The Artist c'est un film muet qui parle du parlant et ça c'est assez intéressant déjà ! En effet, Jean Dujardin y endosse le rôle du parfait petit acteur muet hyper populaire qui fait rire tout le monde avec ses mimiques (sauf peut-être sa femme) mais qui va finir par être rattrapé (comme tous) par la nouvelle génération et surtout par le parlant (magnifique scène où le son envahi l'espace d'un Jean Dujardin privé de la parole).
Le film retrace aussi un peu l'histoire du cinéma, le travail des figurants et l'ascension d'une actrice dans l'univers du parlant, forte de sa jeunesse et de son charisme. Les deux vont se croiser, se plaire et se fuir mais aussi se détester presque (scène du restaurant...). Puis c'est l'effusion, elle monte, il sombre, elle s'accroche à lui, il s'accroche à des illusions... Les deux acteurs sont magnifiques, on est touché, on y croit (Bérénice Bejo s'enroulant dans la veste de Dujardin comme s'il l'enlaçait réellement) , une preuve qu'une belle rencontre d'acteurs peut se passer de mots et ce film le fait très bien alliant humour et moment tragique.

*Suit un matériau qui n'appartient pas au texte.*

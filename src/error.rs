/// Error handling module for Winstone Runner.
///
/// This module defines the error types used throughout the library.
/// Every error carries a stable [`ErrorKind`] tag so callers can branch on
/// the failure category without matching on message text.
///
/// # Example
///
/// ```
/// use winstone_runner::error::{Error, ErrorKind, Result};
///
/// fn handle_error(result: Result<()>) {
///     match result {
///         Ok(_) => println!("Launch succeeded"),
///         Err(Error::SpawnFailed { cause }) => println!("Could not start the server: {}", cause),
///         Err(e) if e.kind() == ErrorKind::MissingJdkHome => println!("Configure a JDK first"),
///         Err(e) => println!("Other error: {}", e),
///     }
/// }
/// ```
use thiserror::Error;

/// Stable classification of an [`Error`].
#[derive(Debug, Clone, Copy, PartialEq, Eq, Hash)]
pub enum ErrorKind {
    InvalidContextName,
    MissingWebappDirectory,
    MissingWorkingDirectory,
    MissingLauncherArchive,
    MissingJdkHome,
    NoAvailablePort,
    SpawnFailed,
    StreamReadError,
    ConfigParse,
    AlreadyRunning,
    NotRunning,
    Extension,
    Process,
    Other,
}

/// Errors that can occur in the winstone-runner library.
#[derive(Error, Debug, Clone, PartialEq, Eq)]
pub enum Error {
    /// The context name starts with a path separator.
    ///
    /// Winstone prepends the separator itself, so the configured name must
    /// be given without it (for example `shop`, not `/shop`).
    #[error("Context name must not start with '/': {0}")]
    InvalidContextName(String),

    /// No web application directory was configured.
    #[error("Webapp directory is not specified")]
    MissingWebappDirectory,

    /// No working directory was configured.
    #[error("Working directory is not specified")]
    MissingWorkingDirectory,

    /// No launcher archive was configured.
    #[error("Winstone launcher archive is not specified")]
    MissingLauncherArchive,

    /// JSP support was requested but no JDK home could be resolved.
    ///
    /// Jasper needs a full JDK (not a bare JRE) for `--javaHome` and the
    /// derived `--toolsJar` path.
    #[error("JDK home could not be resolved, but Jasper support requires one")]
    MissingJdkHome,

    /// A debug session was requested and no free local port was found.
    #[error("No available debug port: {0}")]
    NoAvailablePort(String),

    /// The operating system refused to create the server process.
    ///
    /// This error occurs when:
    /// - The java executable does not exist
    /// - Permission to execute it is denied
    /// - The working directory does not exist
    #[error("Failed to spawn server process: {cause}")]
    SpawnFailed {
        /// Underlying OS error description
        cause: String,
    },

    /// Reading the server's output stream failed mid-run.
    #[error("Failed to read server output: {0}")]
    StreamRead(String),

    /// Failed to read or parse a configuration file or string.
    #[error("Failed to parse configuration: {0}")]
    ConfigParse(String),

    /// The supervisor already spawned its process.
    #[error("Already running")]
    AlreadyRunning,

    /// The process is not running.
    #[error("Not running")]
    NotRunning,

    /// A launch extension rejected or failed to update the launch.
    #[error("Extension '{name}' failed: {message}")]
    Extension {
        /// Name reported by the extension
        name: String,
        /// Failure description
        message: String,
    },

    /// Error while controlling a running server process.
    #[error("Server process error: {0}")]
    Process(String),

    /// Any other error not covered by the above categories.
    #[error("Other error: {0}")]
    Other(String),
}

impl Error {
    /// Returns the stable kind tag of this error.
    pub fn kind(&self) -> ErrorKind {
        match self {
            Error::InvalidContextName(_) => ErrorKind::InvalidContextName,
            Error::MissingWebappDirectory => ErrorKind::MissingWebappDirectory,
            Error::MissingWorkingDirectory => ErrorKind::MissingWorkingDirectory,
            Error::MissingLauncherArchive => ErrorKind::MissingLauncherArchive,
            Error::MissingJdkHome => ErrorKind::MissingJdkHome,
            Error::NoAvailablePort(_) => ErrorKind::NoAvailablePort,
            Error::SpawnFailed { .. } => ErrorKind::SpawnFailed,
            Error::StreamRead(_) => ErrorKind::StreamReadError,
            Error::ConfigParse(_) => ErrorKind::ConfigParse,
            Error::AlreadyRunning => ErrorKind::AlreadyRunning,
            Error::NotRunning => ErrorKind::NotRunning,
            Error::Extension { .. } => ErrorKind::Extension,
            Error::Process(_) => ErrorKind::Process,
            Error::Other(_) => ErrorKind::Other,
        }
    }
}

/// Result type for winstone-runner operations.
///
/// This is a convenience type alias for `std::result::Result` with the `Error` type
/// from this module.
pub type Result<T> = std::result::Result<T, Error>;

Dès le début le cinéma est présent avec la double présence du personnage de Dujardin à la fois dans l'écran sur le film projeté, dans la salle de cinéma où il se trouve dans le film mais aussi dans notre propre salle de cinéma à nous spectateur sur notre écran, une belle scène suivie d'un gag (le salut interminable de Dujardin). On est donc dans une fin de carrière, un homme à bout qui s'enferme pendant que celle qui espère pour lui brille de mille feu. Ils sont à mille lieux l'un de l'autre et pourtant depuis leur première rencontre fou rire, on sait qu'ils sont amenés à finir ensemble et à faire de grandes choses à deux, dans leur petit univers (la naissance du cabaret). Quand à l'esthétisme, le film ne casse pas les codes du muet puisque c'est un exercice quasiment scolaire de recréation du muet comme dans l'Aurore (que Dujardin affirme avoir visionné pour préparer son film) de Murnau, il y a donc une belle prise de position pour faire revenir assez intelligemment un univers sur le devant de la scène, y ajoutant volontairement quelques anachronismes pour travailler sur cette naissance du parlant et la mort de tout un cinéma.
C'est aussi le génie créateur et fou qui se trouve dans le personnage de Dujardin, de ces personnages que le cinéma aimait tant (Frankenstein...). Il n'y a pas de grande audace dans le film, avec les moyens d'aujourd'hui la prouesse perd de son charme et les quelques longueurs du film (que l'on remarque à peine) sont biens équilibrées par de beau moment de cinéma, un cinéma qui sait remettre en avant le pouvoir des images, seule et vraie force du 7e art ici à l'hommage.